### INFORMATION SUPPLIED ###

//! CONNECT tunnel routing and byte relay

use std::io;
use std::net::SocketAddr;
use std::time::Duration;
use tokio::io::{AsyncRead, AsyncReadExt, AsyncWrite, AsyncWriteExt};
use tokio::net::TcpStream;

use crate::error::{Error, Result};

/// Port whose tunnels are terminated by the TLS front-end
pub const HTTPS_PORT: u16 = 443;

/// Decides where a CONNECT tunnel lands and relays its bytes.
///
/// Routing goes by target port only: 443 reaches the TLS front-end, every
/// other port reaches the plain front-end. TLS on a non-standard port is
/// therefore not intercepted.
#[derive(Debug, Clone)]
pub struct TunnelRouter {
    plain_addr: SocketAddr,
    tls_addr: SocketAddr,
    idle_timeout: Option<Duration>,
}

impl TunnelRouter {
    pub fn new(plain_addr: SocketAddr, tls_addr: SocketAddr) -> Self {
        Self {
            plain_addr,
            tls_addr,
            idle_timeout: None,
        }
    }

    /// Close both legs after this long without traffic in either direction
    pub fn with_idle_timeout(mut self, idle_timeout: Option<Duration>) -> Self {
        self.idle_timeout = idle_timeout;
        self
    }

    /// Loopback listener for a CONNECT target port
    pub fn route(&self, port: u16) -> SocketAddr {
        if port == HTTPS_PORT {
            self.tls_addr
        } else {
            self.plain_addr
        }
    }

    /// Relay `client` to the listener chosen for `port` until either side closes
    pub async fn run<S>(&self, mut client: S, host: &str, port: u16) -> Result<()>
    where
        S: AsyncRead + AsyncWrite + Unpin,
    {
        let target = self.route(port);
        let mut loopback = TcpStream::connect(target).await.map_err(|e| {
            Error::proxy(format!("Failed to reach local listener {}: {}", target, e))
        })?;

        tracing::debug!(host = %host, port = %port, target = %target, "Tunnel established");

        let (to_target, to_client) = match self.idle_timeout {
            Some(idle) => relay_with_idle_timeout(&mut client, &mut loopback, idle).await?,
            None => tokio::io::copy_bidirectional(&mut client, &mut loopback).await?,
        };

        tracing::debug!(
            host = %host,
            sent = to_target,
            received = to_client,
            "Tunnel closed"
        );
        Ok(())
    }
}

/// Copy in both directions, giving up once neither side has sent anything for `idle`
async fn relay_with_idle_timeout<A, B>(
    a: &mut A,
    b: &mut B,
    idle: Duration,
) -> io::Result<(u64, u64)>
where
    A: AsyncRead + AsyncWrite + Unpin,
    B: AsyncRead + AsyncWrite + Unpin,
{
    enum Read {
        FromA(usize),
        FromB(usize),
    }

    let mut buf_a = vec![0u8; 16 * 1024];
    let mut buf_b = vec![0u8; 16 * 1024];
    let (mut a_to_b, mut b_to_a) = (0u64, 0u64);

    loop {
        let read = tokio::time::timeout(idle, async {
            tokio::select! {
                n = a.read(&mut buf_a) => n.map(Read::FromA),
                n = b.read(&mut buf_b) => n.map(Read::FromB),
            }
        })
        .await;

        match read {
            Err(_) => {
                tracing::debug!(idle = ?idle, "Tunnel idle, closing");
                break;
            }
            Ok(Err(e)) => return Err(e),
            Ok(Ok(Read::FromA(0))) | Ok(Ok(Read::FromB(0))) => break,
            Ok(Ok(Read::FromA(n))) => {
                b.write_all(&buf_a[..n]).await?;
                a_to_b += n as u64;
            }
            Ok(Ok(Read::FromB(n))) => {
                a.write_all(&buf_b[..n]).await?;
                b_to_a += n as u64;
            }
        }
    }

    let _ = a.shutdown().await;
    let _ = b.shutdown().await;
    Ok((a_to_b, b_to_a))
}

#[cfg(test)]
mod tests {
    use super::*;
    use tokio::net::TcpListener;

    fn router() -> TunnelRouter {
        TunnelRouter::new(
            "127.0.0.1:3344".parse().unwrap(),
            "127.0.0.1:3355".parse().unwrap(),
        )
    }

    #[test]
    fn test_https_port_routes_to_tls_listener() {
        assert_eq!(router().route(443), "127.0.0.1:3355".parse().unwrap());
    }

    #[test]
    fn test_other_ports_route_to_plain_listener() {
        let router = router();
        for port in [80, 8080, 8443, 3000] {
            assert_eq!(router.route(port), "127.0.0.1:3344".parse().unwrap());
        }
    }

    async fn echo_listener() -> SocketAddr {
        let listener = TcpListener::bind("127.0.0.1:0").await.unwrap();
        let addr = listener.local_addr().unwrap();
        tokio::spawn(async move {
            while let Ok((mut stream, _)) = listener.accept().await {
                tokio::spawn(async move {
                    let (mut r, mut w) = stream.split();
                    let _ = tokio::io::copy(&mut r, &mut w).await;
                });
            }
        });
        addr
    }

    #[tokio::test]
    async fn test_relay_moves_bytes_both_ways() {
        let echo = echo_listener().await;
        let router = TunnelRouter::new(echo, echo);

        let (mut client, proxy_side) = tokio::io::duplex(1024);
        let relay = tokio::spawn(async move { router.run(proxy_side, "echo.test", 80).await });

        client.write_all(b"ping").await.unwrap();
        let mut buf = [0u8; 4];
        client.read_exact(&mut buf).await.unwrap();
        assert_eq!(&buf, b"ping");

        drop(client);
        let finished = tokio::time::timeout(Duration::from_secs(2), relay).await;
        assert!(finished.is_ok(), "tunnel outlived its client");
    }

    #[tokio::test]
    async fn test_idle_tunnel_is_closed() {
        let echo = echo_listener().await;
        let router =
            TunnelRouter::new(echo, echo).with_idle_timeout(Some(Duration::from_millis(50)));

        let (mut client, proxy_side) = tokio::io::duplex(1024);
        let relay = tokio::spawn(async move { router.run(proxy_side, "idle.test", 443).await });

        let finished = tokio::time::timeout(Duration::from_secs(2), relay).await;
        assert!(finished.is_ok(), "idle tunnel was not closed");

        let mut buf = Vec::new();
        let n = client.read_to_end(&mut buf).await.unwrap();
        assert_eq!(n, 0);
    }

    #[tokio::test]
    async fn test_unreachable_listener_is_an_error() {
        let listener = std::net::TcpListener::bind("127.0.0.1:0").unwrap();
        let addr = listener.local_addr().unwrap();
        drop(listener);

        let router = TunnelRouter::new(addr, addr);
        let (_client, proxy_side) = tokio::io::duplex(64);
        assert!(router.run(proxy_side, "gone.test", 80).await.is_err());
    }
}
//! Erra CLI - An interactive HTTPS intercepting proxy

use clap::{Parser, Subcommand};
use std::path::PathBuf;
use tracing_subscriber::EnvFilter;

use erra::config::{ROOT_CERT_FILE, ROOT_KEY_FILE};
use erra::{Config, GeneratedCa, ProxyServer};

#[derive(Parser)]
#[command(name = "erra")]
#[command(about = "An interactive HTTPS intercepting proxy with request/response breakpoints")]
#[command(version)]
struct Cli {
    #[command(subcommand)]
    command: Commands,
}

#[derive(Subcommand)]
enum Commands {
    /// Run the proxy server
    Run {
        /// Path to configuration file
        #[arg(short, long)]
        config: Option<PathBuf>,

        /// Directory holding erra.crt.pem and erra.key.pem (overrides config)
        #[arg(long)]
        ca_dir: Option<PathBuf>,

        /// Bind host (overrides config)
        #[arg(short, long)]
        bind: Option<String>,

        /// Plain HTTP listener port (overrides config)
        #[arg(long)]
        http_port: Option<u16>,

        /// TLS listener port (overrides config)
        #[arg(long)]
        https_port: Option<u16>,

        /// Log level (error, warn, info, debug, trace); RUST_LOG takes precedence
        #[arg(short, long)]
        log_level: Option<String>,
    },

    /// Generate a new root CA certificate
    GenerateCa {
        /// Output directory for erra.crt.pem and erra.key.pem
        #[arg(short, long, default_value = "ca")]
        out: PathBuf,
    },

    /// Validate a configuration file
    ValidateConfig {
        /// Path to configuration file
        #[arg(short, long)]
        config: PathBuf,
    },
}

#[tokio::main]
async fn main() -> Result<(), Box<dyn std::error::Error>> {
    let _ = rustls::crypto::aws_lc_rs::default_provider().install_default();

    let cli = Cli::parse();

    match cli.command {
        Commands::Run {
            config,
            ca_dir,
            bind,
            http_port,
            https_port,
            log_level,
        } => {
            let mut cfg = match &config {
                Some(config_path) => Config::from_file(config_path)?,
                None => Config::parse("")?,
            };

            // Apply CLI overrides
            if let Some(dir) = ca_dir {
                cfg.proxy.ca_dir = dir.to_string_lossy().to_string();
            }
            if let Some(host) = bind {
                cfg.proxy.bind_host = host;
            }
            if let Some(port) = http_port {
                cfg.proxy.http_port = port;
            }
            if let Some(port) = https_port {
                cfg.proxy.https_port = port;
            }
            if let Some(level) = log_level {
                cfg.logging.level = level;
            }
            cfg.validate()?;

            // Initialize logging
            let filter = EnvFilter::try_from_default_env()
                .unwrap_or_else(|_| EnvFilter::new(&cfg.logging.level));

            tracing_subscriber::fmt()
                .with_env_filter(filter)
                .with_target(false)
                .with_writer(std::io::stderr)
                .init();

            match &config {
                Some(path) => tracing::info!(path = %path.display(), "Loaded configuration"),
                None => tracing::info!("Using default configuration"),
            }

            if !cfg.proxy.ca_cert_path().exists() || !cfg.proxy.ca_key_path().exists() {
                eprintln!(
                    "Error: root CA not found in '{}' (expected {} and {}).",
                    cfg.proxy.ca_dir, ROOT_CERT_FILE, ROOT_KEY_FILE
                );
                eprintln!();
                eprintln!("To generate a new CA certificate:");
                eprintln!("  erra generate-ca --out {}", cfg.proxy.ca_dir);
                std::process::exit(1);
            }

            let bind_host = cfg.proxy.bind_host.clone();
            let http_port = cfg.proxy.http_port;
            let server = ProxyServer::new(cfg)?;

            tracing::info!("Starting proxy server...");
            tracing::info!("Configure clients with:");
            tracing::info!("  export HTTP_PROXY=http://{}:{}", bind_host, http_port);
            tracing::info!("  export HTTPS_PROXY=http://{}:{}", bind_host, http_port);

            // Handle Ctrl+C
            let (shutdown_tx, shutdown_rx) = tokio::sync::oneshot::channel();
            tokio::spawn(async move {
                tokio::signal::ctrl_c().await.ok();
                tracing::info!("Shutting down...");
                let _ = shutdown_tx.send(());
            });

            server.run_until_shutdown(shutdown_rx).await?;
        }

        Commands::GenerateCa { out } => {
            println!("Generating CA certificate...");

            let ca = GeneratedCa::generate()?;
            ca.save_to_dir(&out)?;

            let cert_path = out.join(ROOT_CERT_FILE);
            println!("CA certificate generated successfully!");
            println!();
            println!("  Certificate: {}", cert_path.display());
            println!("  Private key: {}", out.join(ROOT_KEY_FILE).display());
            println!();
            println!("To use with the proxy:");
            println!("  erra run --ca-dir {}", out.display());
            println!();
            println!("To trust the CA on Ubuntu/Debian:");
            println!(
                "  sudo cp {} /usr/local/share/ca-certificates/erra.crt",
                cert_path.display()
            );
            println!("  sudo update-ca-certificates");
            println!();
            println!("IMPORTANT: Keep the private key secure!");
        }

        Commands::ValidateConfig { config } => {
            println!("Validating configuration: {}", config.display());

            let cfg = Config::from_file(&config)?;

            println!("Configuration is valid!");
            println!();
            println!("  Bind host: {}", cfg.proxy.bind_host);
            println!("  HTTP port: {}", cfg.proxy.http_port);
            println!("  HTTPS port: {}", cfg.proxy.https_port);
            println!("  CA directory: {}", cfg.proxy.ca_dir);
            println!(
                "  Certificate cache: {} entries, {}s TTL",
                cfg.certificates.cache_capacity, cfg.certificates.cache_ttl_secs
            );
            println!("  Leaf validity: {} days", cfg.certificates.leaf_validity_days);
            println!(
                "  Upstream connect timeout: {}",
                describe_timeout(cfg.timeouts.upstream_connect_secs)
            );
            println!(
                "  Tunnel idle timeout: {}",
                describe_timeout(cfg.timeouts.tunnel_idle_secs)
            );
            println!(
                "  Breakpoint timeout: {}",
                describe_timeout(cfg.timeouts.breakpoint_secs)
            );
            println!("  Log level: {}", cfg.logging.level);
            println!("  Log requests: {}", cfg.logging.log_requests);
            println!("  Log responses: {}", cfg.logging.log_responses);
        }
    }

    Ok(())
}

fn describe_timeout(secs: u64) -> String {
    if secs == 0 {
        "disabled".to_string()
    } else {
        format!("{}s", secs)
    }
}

###

EXERCISE: Give back, unchanged, the run of lines in the listing above that begins at the line containing "self.idle_timeout = idle_timeout;" and ends at the line containing "self.plain_addr", both included.

PROBLEM SOLUTION:
        self.idle_timeout = idle_timeout;
        self
    }

    /// Loopback listener for a CONNECT target port
    pub fn route(&self, port: u16) -> SocketAddr {
        if port == HTTPS_PORT {
            self.tls_addr
        } else {
            self.plain_addr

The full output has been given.